Pengusaha untung warga buntung

Sumber:merdeka.com - 10 Juni 2013
Kategori:Air Minum

Puluhan penggiat pertengahan bulan ini mengeluarkan petisi memprotes besarnya biaya mendapatkan air bersih di Jakarta. Apalagi tidak ada peningkatan layanan. Masyarakat miskin tetap sulit mendapatkan pasokan air layak pakai.

Ditambah lagi tarif air bersih di Jakarta rata-rata Rp 7 ribu per meter kubik. Jauh lebih mahal ketimbang daerah lain hanya Rp 2 ribu sampai Rp 2.600.

Koalisi Masyarakat Menolak Swastanisasi Air Jakarta (KMMSAJ) menegaskan warga ibu kota masih sulit menjangkau air bersih. Padahal, dua perusahaan swasta ditunjuk mengelola air bersih di Jakarta mengklaim jangkauan layanan mereka sudah 62 persen. 

Sesuai target pembangunan milenium kedua, layanan air bersih dua tahun lagi diharapkan bisa menyentuh 80 persen warga Jakarta. 

Gubernur Jakarta Joko Widodo pun mulai mencium masalah ini. Beberapa kali dia berjanji untuk menambah pasokan air bersih bagi warga Jakarta. Saat ini pasokan air dari Waduk Jatiluhur lewat Kanal Barat baru 18 ribu liter per detik. 
"Di Jakarta akan tambah lima ribu lagi.
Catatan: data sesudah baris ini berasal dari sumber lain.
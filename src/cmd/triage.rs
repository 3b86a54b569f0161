use clap::Args;

use crate::error::AppResult;
use crate::workflow::automation::{Automation, BatchSummary, DEFAULT_SEARCH_LIMIT, TicketOutcome};

#[derive(Args, Debug, Clone)]
pub struct IssueArgs {
    /// The Jira issue key, e.g. SPO-123456.
    #[arg(long)]
    pub key: String,
}

#[derive(Args, Debug, Clone)]
pub struct SearchArgs {
    /// Limit the number of issues that will be handled.
    #[arg(long, default_value_t = DEFAULT_SEARCH_LIMIT)]
    pub limit: usize,
}

pub async fn run_issue(automation: &Automation, args: IssueArgs) -> AppResult<TicketOutcome> {
    automation.run_issue(&args.key).await
}

pub async fn run_search(automation: &Automation, args: SearchArgs) -> AppResult<BatchSummary> {
    automation.run_search(args.limit).await
}

pub fn describe(outcome: &TicketOutcome) -> String {
    match outcome {
        TicketOutcome::Generic => "classified as generic, no workflow run".to_string(),
        TicketOutcome::NoWorkflow => "classified, no workflow defined".to_string(),
        TicketOutcome::WorkflowCompleted(path) => format!("workflow {path} completed"),
        TicketOutcome::Failed(reason) => format!("failed and reported on ticket: {reason}"),
    }
}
Insya Allah pertengahan tahun kita laksanakan," katanya kepada wartawan di Balai Kota, Jakarta. 

Koordinator Advokasi Koalisi Masyarakat Untuk Hak Atas Air (KruHa) Muhammad Reza menilai kebijakan tata kelola air dikeluarkan oleh pemerintah bertentangan dengan hukum dan tidak sesuai amandemen UUD 1945 dalam pasal 33. Swastanisasi pengelolaan air di Jakarta bukannya memperbaiki malah menambah persoalan menjadi benang kusut.

Idealnya, kata Reza, pengelolaan harus dikembalikan kepada PAM Jaya. Karena Air pada dasarnya mengandung dua hukum, yakni konstitusi dan hak asasi manusia. "Itu jelas sudah ditafsirkan MK (Mahkamah Konstitusi). Air adalah barang publik memiliki fungsi sosial dam ekonomi. Jadi tanggung jawabnya oleh negara," kata Reza saat berbincang dengan merdeka.com di kantornya, kawasan Matraman, Jakarta Timur. "Kalau tidak dikuasai negara akan terjadi konflik dan liberalisasi."

Sesuai siaran pers dari PAM Jaya, menurut catatan KruHa, perusahaan milik Pemerintah DKI ini rugi hingga Rp 1,3 triliun. Sedangkan Palyja dan Aetra selaku pengelola untung ratusan miliar per tahun.

Selain itu, kerja sama dengan pihak swasta didesain agar tarif lebih tinggi dari harga normal. Meski sejak 2007 tarif air di Jakarta diturunkan, namun pihak swasta selaku pengelola meminta kenaikan imbalan. "Sisi lainnya adalah manajemen risiko dibebankan kepada PAM Jaya bukan bersama dan itu dibebankan ke pelanggan. Jika tidak terbayar akan dibebankan kepada pemerintah pusat," ujar Reza.